Methods: Changes in cell surface integrin levels of T cell lineages, 2 CTCL cells lines (MJ and HuT78) and 3 non-CTCL cell lines (Jurkat, Molt4 and CCRFCEM), exposed to retinoid was determined by flow cytometry. Static cell adhesion assays to various immune trafficking ligands were performed to establish if retinoids bias integrin function that would occlude skin localization and occupancy. Function blocking or activating monoclonal antibodies against specific integrin subunits were employed to delineate the specific integrin heterodimers required for retinoid-prompted adhesion. Static adhesion results were verified in soluble binding assays. TransWell migration assays were utilized to address changes in cell migration that occurred upon retinoid exposure.

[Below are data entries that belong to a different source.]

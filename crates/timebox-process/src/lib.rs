//! # Timebox Process
//!
//! Process-group supervision with deadline enforcement.
//!
//! This crate provides Unix primitives for:
//! - Spawning a command as the leader of its own process group
//! - Racing a started process against a wall-clock budget
//! - Forced termination of a whole process group
//! - Process existence checking
//!
//! The central guarantee is that a supervised process which overruns its
//! budget is killed together with every descendant it spawned: the kill
//! targets the process group, never a lone PID.
//!
//! The crate is Unix-only; it relies on the POSIX process-group
//! convention. A port to a platform without that convention would have
//! to substitute its native kill-entire-job facility.

pub mod check;
pub mod group;
pub mod supervise;
pub mod terminate;

// Re-export main types
pub use check::*;
pub use group::*;
pub use supervise::*;
pub use terminate::*;
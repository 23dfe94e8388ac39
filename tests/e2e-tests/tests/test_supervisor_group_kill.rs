//! Supervisor contract: a process that overruns its budget is killed
//! together with every descendant it spawned.

use std::time::Duration;

use e2e_tests::{assert_gone_within, init_tracing, wait_for_pid_file};
use timebox_process::{run_with_timeout, GroupCommand};
use tokio::time::Instant;

#[tokio::test]
async fn test_timeout_kills_whole_process_group() {
    init_tracing();
    let dir = tempfile::tempdir().unwrap();
    let pid_file = dir.path().join("child.pid");

    // The shell spawns a long-running child and reports its PID, then
    // blocks on it. Killing only the shell would leak the child.
    let child = GroupCommand::new("sh")
        .arg("-c")
        .arg(format!(
            "sleep 30 & echo $! > {}; wait",
            pid_file.display()
        ))
        .spawn()
        .expect("spawn sh");
    let shell_pid = child.pid();

    let grandchild_pid = wait_for_pid_file(&pid_file, Duration::from_secs(2)).await;

    let started = Instant::now();
    let outcome = run_with_timeout(child, Duration::from_millis(300)).await;

    assert!(outcome.was_killed);
    assert!(
        outcome.result.is_ok(),
        "group kill reported: {:?}",
        outcome.result
    );
    assert!(
        started.elapsed() < Duration::from_secs(2),
        "return must not wait out the natural runtime"
    );

    assert_gone_within(shell_pid, Duration::from_secs(2)).await;
    assert_gone_within(grandchild_pid, Duration::from_secs(2)).await;
}

#[tokio::test]
async fn test_fast_process_is_not_killed() {
    init_tracing();

    let child = GroupCommand::new("sh")
        .arg("-c")
        .arg("echo done")
        .spawn()
        .expect("spawn sh");
    let pid = child.pid();

    let outcome = run_with_timeout(child, Duration::from_secs(5)).await;
    assert!(!outcome.was_killed);
    assert!(outcome.result.is_ok());

    assert_gone_within(pid, Duration::from_secs(2)).await;
}

#[tokio::test]
async fn test_overshoot_is_bounded() {
    init_tracing();

    let child = GroupCommand::new("sleep")
        .arg("10")
        .spawn()
        .expect("spawn sleep");

    let budget = Duration::from_secs(1);
    let started = Instant::now();
    let outcome = run_with_timeout(child, budget).await;
    let elapsed = started.elapsed();

    assert!(outcome.was_killed);
    assert!(elapsed >= budget, "timer must not fire early");
    assert!(
        elapsed < budget + Duration::from_millis(750),
        "kill must land within scheduling slack of the budget (took {elapsed:?})"
    );
}

#[tokio::test]
async fn test_natural_failure_is_distinguished_from_kill() {
    init_tracing();

    let child = GroupCommand::new("sh")
        .arg("-c")
        .arg("exit 3")
        .spawn()
        .expect("spawn sh");

    let outcome = run_with_timeout(child, Duration::from_secs(5)).await;
    assert!(!outcome.was_killed, "a natural failure is not a kill");
    let err = outcome.result.expect_err("exit 3 must be an error");
    assert_eq!(err.exit_code(), Some(3));
}
//! Script artifact materialization and cleanup.

use std::os::unix::fs::PermissionsExt;
use std::path::{Path, PathBuf};

use timebox_common::{ExecError, ExecResult};
use tracing::debug;

/// A script body persisted to a caller-supplied path for the duration of
/// a single execution.
///
/// The file is removed when the artifact is dropped, so cleanup happens
/// on every exit path of the surrounding call, including unwinds. The
/// path is caller-supplied, not generated: the caller owns
/// collision-avoidance, and concurrent executions must use distinct
/// paths.
#[derive(Debug)]
pub struct ScriptArtifact {
    path: PathBuf,
}

impl ScriptArtifact {
    /// Write `body` to `path` and apply the given permission bits.
    ///
    /// The mode must make the file executable for the owner, since the
    /// shell runs the file rather than reading it on stdin.
    pub async fn materialize(
        body: &str,
        path: impl AsRef<Path>,
        mode: u32,
    ) -> ExecResult<Self> {
        let path = path.as_ref().to_path_buf();

        tokio::fs::write(&path, body)
            .await
            .map_err(|e| ExecError::script_write(path.display().to_string(), e.to_string()))?;

        // The guard exists from here on, so a failure below still
        // removes the file.
        let artifact = Self { path };

        tokio::fs::set_permissions(&artifact.path, std::fs::Permissions::from_mode(mode))
            .await
            .map_err(|e| {
                ExecError::script_write(artifact.path.display().to_string(), e.to_string())
            })?;

        debug!(path = %artifact.path.display(), mode = %format_args!("{mode:o}"), "script artifact materialized");
        Ok(artifact)
    }

    pub fn path(&self) -> &Path {
        &self.path
    }
}

impl Drop for ScriptArtifact {
    fn drop(&mut self) {
        match std::fs::remove_file(&self.path) {
            Ok(()) => debug!(path = %self.path.display(), "script artifact removed"),
            Err(e) if e.kind() == std::io::ErrorKind::NotFound => {}
            Err(e) => {
                debug!(path = %self.path.display(), error = %e, "failed to remove script artifact");
            }
        }
    }
}
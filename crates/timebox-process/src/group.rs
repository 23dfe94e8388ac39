//! Spawning commands as process-group leaders.

use std::ffi::OsStr;
use std::path::Path;
use std::process::Stdio;

use timebox_common::{ExecError, ExecResult};
use tokio::process::{Child, Command};
use tracing::debug;

/// Builder for a command that will lead its own process group.
///
/// The group-kill contract only holds when the child is the leader of a
/// fresh process group (group ID equal to its own PID); killing a naked
/// PID risks leaking children that ignored the parent's death. This
/// builder is the only way to obtain a [`GroupChild`], so every process
/// handed to the supervisor satisfies that precondition by construction.
pub struct GroupCommand {
    program: String,
    inner: Command,
}

impl GroupCommand {
    pub fn new(program: impl AsRef<str>) -> Self {
        let program = program.as_ref().to_string();
        let mut inner = Command::new(&program);
        // Group leadership must be established before the exec.
        inner.process_group(0);
        Self { program, inner }
    }

    pub fn arg(mut self, arg: impl AsRef<OsStr>) -> Self {
        self.inner.arg(arg);
        self
    }

    pub fn args<I, S>(mut self, args: I) -> Self
    where
        I: IntoIterator<Item = S>,
        S: AsRef<OsStr>,
    {
        self.inner.args(args);
        self
    }

    pub fn env(mut self, key: impl AsRef<OsStr>, value: impl AsRef<OsStr>) -> Self {
        self.inner.env(key, value);
        self
    }

    pub fn current_dir(mut self, dir: impl AsRef<Path>) -> Self {
        self.inner.current_dir(dir);
        self
    }

    pub fn stdin(mut self, cfg: Stdio) -> Self {
        self.inner.stdin(cfg);
        self
    }

    pub fn stdout(mut self, cfg: Stdio) -> Self {
        self.inner.stdout(cfg);
        self
    }

    pub fn stderr(mut self, cfg: Stdio) -> Self {
        self.inner.stderr(cfg);
        self
    }

    /// Spawn the command as the leader of a new process group.
    pub fn spawn(mut self) -> ExecResult<GroupChild> {
        let child = self
            .inner
            .spawn()
            .map_err(|e| ExecError::spawn_failed(self.program.as_str(), e.to_string()))?;

        let pid = child.id().ok_or_else(|| {
            ExecError::spawn_failed(self.program.as_str(), "PID unavailable after spawn")
        })?;

        debug!(program = %self.program, pid, "spawned process-group leader");
        Ok(GroupChild { child, pid })
    }
}

/// A started child process that leads its own process group.
///
/// The PID is captured at spawn time because the underlying handle
/// forgets it once the process has been reaped, and the supervisor needs
/// it on the kill path after the wait has been handed off.
pub struct GroupChild {
    pub(crate) child: Child,
    pid: u32,
}

impl GroupChild {
    /// PID of the child, which is also its process-group ID.
    pub fn pid(&self) -> u32 {
        self.pid
    }
}
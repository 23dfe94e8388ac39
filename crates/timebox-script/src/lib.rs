//! # Timebox Script
//!
//! Deadline-bound execution of ad-hoc shell scripts.
//!
//! This crate materializes an inline script body to a caller-supplied
//! path, executes it through a shell under a cancellation deadline,
//! captures combined stdout/stderr, and guarantees the script file is
//! removed on every exit path. It shares the failure taxonomy of the
//! supervisor crate but enforces its deadline through a cancellation
//! token rather than the explicit group-kill path.
//!
//! Plain no-timeout capture helpers ([`capture_stdout`] and friends)
//! live here as well.

pub mod artifact;
pub mod capture;
pub mod deadline;
pub mod runner;

// Re-export main types
pub use artifact::*;
pub use capture::*;
pub use deadline::*;
pub use runner::*;
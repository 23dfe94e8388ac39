//! Script runner contract: output on success, preserved output on
//! failure, discarded output on timeout, artifact cleanup on every path.

use std::time::Duration;

use e2e_tests::init_tracing;
use timebox_common::ExecError;
use timebox_script::run_script;
use tokio::time::Instant;

#[tokio::test]
async fn test_successful_script_returns_output() {
    init_tracing();
    let dir = tempfile::tempdir().unwrap();
    let path = dir.path().join("scenario-a.sh");

    let out = run_script("echo hello; exit 0", &path, 5)
        .await
        .expect("script should succeed");

    assert_eq!(out, b"hello\n");
    assert!(!path.exists(), "artifact must be removed after success");
}

#[tokio::test]
async fn test_overrunning_script_times_out() {
    init_tracing();
    let dir = tempfile::tempdir().unwrap();
    let path = dir.path().join("scenario-b.sh");

    let started = Instant::now();
    let err = run_script("sleep 10", &path, 1)
        .await
        .expect_err("script must time out");
    let elapsed = started.elapsed();

    assert!(err.is_timed_out(), "expected timeout, got {err}");
    assert!(err.partial_output().is_none());
    assert!(elapsed >= Duration::from_secs(1));
    assert!(
        elapsed < Duration::from_secs(3),
        "timeout must not wait out the script (took {elapsed:?})"
    );
    assert!(!path.exists(), "artifact must be removed after timeout");
}

#[tokio::test]
async fn test_timeout_discards_output_already_produced() {
    init_tracing();
    let dir = tempfile::tempdir().unwrap();
    let path = dir.path().join("early-output.sh");

    let err = run_script("echo early; sleep 10", &path, 1)
        .await
        .expect_err("script must time out");

    // The deadline outranks the captured bytes: "never finished" must
    // not look like "ran and failed".
    assert!(err.is_timed_out());
    assert!(err.partial_output().is_none());
    assert!(!path.exists());
}

#[tokio::test]
async fn test_failing_script_preserves_output() {
    init_tracing();
    let dir = tempfile::tempdir().unwrap();
    let path = dir.path().join("scenario-c.sh");

    let err = run_script("echo partial; exit 3", &path, 5)
        .await
        .expect_err("exit 3 must be an error");

    match &err {
        ExecError::NonZeroExit { code, output } => {
            assert_eq!(*code, Some(3));
            assert_eq!(output, b"partial\n");
        }
        other => panic!("expected NonZeroExit, got {other}"),
    }
    assert!(!path.exists(), "artifact must be removed after failure");
}

#[tokio::test]
async fn test_script_captures_stderr_in_combined_output() {
    init_tracing();
    let dir = tempfile::tempdir().unwrap();
    let path = dir.path().join("stderr.sh");

    let err = run_script("echo oops >&2; exit 1", &path, 5)
        .await
        .expect_err("exit 1 must be an error");

    assert_eq!(err.partial_output(), Some(&b"oops\n"[..]));
}

#[tokio::test]
async fn test_unwritable_path_fails_before_execution() {
    init_tracing();

    let err = run_script("echo hi", "/nonexistent-dir-5529/job.sh", 5)
        .await
        .expect_err("write must fail");

    assert!(matches!(err, ExecError::ScriptWrite { .. }));
}

#[tokio::test]
async fn test_script_inherits_caller_environment() {
    init_tracing();
    let dir = tempfile::tempdir().unwrap();
    let path = dir.path().join("env.sh");

    std::env::set_var("TIMEBOX_E2E_MARKER", "inherited");
    let out = run_script("printf '%s' \"$TIMEBOX_E2E_MARKER\"", &path, 5)
        .await
        .expect("script should succeed");

    assert_eq!(out, b"inherited");
}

Results: Retinoids induced integrin beta7 subunit expression on CTCL cell surfaces and enhanced beta7-mediated cell adhesion in multiple CTCL cell lines, but not in non-CTCL lineages. The retinoid-induced adhesion observed was selective as adhesion increased to the gut-specific ligand MAdCAM-1, but not to other trafficking ligands such as VCAM-1 or fibronectin. Interestingly, retinoid-induced CTCL cell adhesion to MAdCAM-1 was potently attenuated by 1,25-dihydroxyvitamin D₃, a metabolic vitamin derivative involved in inducing skin-homing immune properties. Of clinical relevance, this work entailed the use of Bexarotene, an RXR agonist and the only FDA-approved retinoid for CTCL therapy. Since immune cell trafficking involves the progressive involvement of a variety of protein ligands and receptors including chemokine receptors, we extended our study to address the migratory properties of CTCL cells. Bexarotene significantly increased the migration of CTCL cells towards the gut chemokine CCL25/TECK as compared to vehicle treated cells.

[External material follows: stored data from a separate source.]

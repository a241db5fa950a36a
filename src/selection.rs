/**
 * Choose which question to ask next based on past results.
 *
 * Every question carries a selection probability per profile. It starts at 1 and is
 * recomputed after each answer as `1 - incorrect / (times_shown + 1)`, which tends
 * towards the fraction of correct answers but stays close to 1 for questions that have
 * rarely been shown, so that new questions keep coming up.
 */
use std::collections::HashMap;

use rand::distributions::{Distribution, WeightedIndex};
use rand::Rng;

use super::common::{QuizError, Result};
use super::profiles::QuestionStat;
use super::question::Question;


/// Pick one of `active` at random, weighted by each question's selection probability in
/// `stats`.
///
/// A question with weight 0 is never picked unless every weight is 0, in which case the
/// choice is uniform. Weights outside [0, 1], including NaN, are rejected.
pub fn select_question<'a, R: Rng + ?Sized>(
    active: &'a [Question],
    stats: &[QuestionStat],
    rng: &mut R,
) -> Result<&'a Question> {
    if active.is_empty() {
        return Err(QuizError::EmptyPool);
    }

    let by_id: HashMap<u64, &QuestionStat> =
        stats.iter().map(|s| (s.question_id, s)).collect();

    let mut weights = Vec::with_capacity(active.len());
    for q in active.iter() {
        let stat = by_id.get(&q.id).ok_or(QuizError::MissingStat(q.id))?;
        let weight = stat.selection_probability;
        if !(0.0..=1.0).contains(&weight) {
            return Err(QuizError::InvalidWeight { question_id: q.id, weight });
        }
        weights.push(weight);
    }

    if active.len() == 1 {
        return Ok(&active[0]);
    }

    if weights.iter().all(|w| *w == 0.0) {
        return Ok(&active[rng.gen_range(0..active.len())]);
    }

    // Weights are finite, non-negative and not all zero here.
    let dist = WeightedIndex::new(&weights)
        .map_err(|_| QuizError::InvalidWeight { question_id: active[0].id, weight: 0.0 })?;
    Ok(&active[dist.sample(rng)])
}


/// Update `stat` after its question has been answered.
pub fn record_answer(stat: &mut QuestionStat, was_correct: bool) {
    stat.times_shown += 1;
    if was_correct {
        stat.correct_answers += 1;
    }
    stat.selection_probability = new_probability(stat.times_shown, stat.correct_answers);
}


fn new_probability(times_shown: u64, correct_answers: u64) -> f64 {
    let incorrect = times_shown.saturating_sub(correct_answers);
    1.0 - (incorrect as f64 / (times_shown + 1) as f64)
}
/**
 * Definitions of data structures used by several modules, such as `QuizError` and the
 * various structs that hold command-line arguments.
 */
use std::io;
use std::path::PathBuf;

use structopt::StructOpt;
use thiserror::Error;


pub type Result<T> = ::std::result::Result<T, QuizError>;


#[derive(Debug, Error)]
pub enum QuizError {
    /// For when selection is attempted with no active questions.
    #[error("no active questions available")]
    EmptyPool,
    /// For when a profile is out of sync with the question bank.
    #[error("profile has no statistics for question {0}")]
    MissingStat(u64),
    #[error("invalid selection weight {weight} for question {question_id}")]
    InvalidWeight { question_id: u64, weight: f64 },
    /// For when a profile on disk has more correct answers than showings for a question.
    #[error("profile '{profile}' has more correct answers than showings for question {question_id}")]
    CorruptProfile { profile: String, question_id: u64 },
    #[error("invalid question: {0}")]
    InvalidQuestion(String),
    #[error("could not find question with ID {0}")]
    QuestionNotFound(u64),
    #[error("could not find profile named '{0}'")]
    ProfileNotFound(String),
    #[error("could not read ID counter at '{}'", .0.to_string_lossy())]
    CorruptCounter(PathBuf),
    #[error("cannot write to file '{}'", .0.to_string_lossy())]
    CannotWriteToFile(PathBuf),
    /// For when the data directory cannot be created.
    #[error("unable to create data directory at {}", .0.to_string_lossy())]
    CannotMakeDataDir(PathBuf),
    #[error("could not determine a data directory; use --directory")]
    NoDataDir,
    /// For JSON errors.
    #[error("could not parse JSON ({0})")]
    Json(#[from] serde_json::Error),
    #[error("IO error ({0})")]
    Io(#[from] io::Error),
    #[error("")]
    ReadlineInterrupted,
}


/// Return `true` if the error was caused by writing to a closed pipe, e.g. when output
/// is piped into `head`.
pub fn is_broken_pipe(e: &QuizError) -> bool {
    if let QuizError::Io(e) = e {
        e.kind() == io::ErrorKind::BrokenPipe
    } else {
        false
    }
}


/// Holds the command-line configuration for the application.
#[derive(StructOpt)]
#[structopt(name = "quizbank", about = "Practice and test yourself from the command line.")]
pub struct Options {
    /// Keep questions and profiles in a particular directory.
    #[structopt(short = "d", long = "directory", parse(from_os_str))]
    pub directory: Option<PathBuf>,
    /// Do not emit colorized output.
    #[structopt(long = "no-color")]
    pub no_color: bool,
    #[structopt(subcommand)]
    pub cmd: Option<Command>,
}

#[derive(StructOpt)]
pub enum Command {
    /// Open the interactive menu (the default).
    #[structopt(name = "menu")]
    Menu,
    /// Add questions to the bank.
    #[structopt(name = "add")]
    Add,
    /// Show per-question statistics for an existing profile.
    #[structopt(name = "stats")]
    Stats(ProfileOptions),
    /// Enable or disable questions.
    #[structopt(name = "toggle")]
    Toggle(ToggleOptions),
    /// Answer adaptively chosen questions until end of input.
    #[structopt(name = "practice")]
    Practice(ProfileOptions),
    /// Take a scored test.
    #[structopt(name = "test")]
    Test(TestOptions),
    /// List profiles.
    #[structopt(name = "profiles")]
    Profiles,
}

#[derive(StructOpt)]
pub struct ProfileOptions {
    /// Name of the profile. `practice` creates it if it does not exist.
    #[structopt(short = "p", long = "profile")]
    pub profile: String,
}

#[derive(StructOpt)]
pub struct ToggleOptions {
    /// IDs of the questions to enable or disable.
    #[structopt(required = true)]
    pub ids: Vec<u64>,
}

#[derive(StructOpt)]
pub struct TestOptions {
    /// Number of questions to ask. Defaults to every active question.
    #[structopt(short = "n")]
    pub num_to_ask: Option<usize>,
}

Conclusions: Retinoids imprint gut homing properties selectively within CTCL cells by inducing beta 7 integrin expression and function, which may account, in part, for the therapeutic benefit of retinoids in CTCL. Retinoids, through their natural role in establishing and maintaining mucosal immunity, plausibly occlude further trafficking or terminate the residency of the malignant T cells within the skin niche. This action may predispose and heighten the susceptibility of malignant cells to additional therapies (e.g. UV light) commonly used in combination with Bexarotene. Our data establish that the natural role of retinoids in immune cell localization embody an unexplored therapeutic mechanism in CTCL treatment.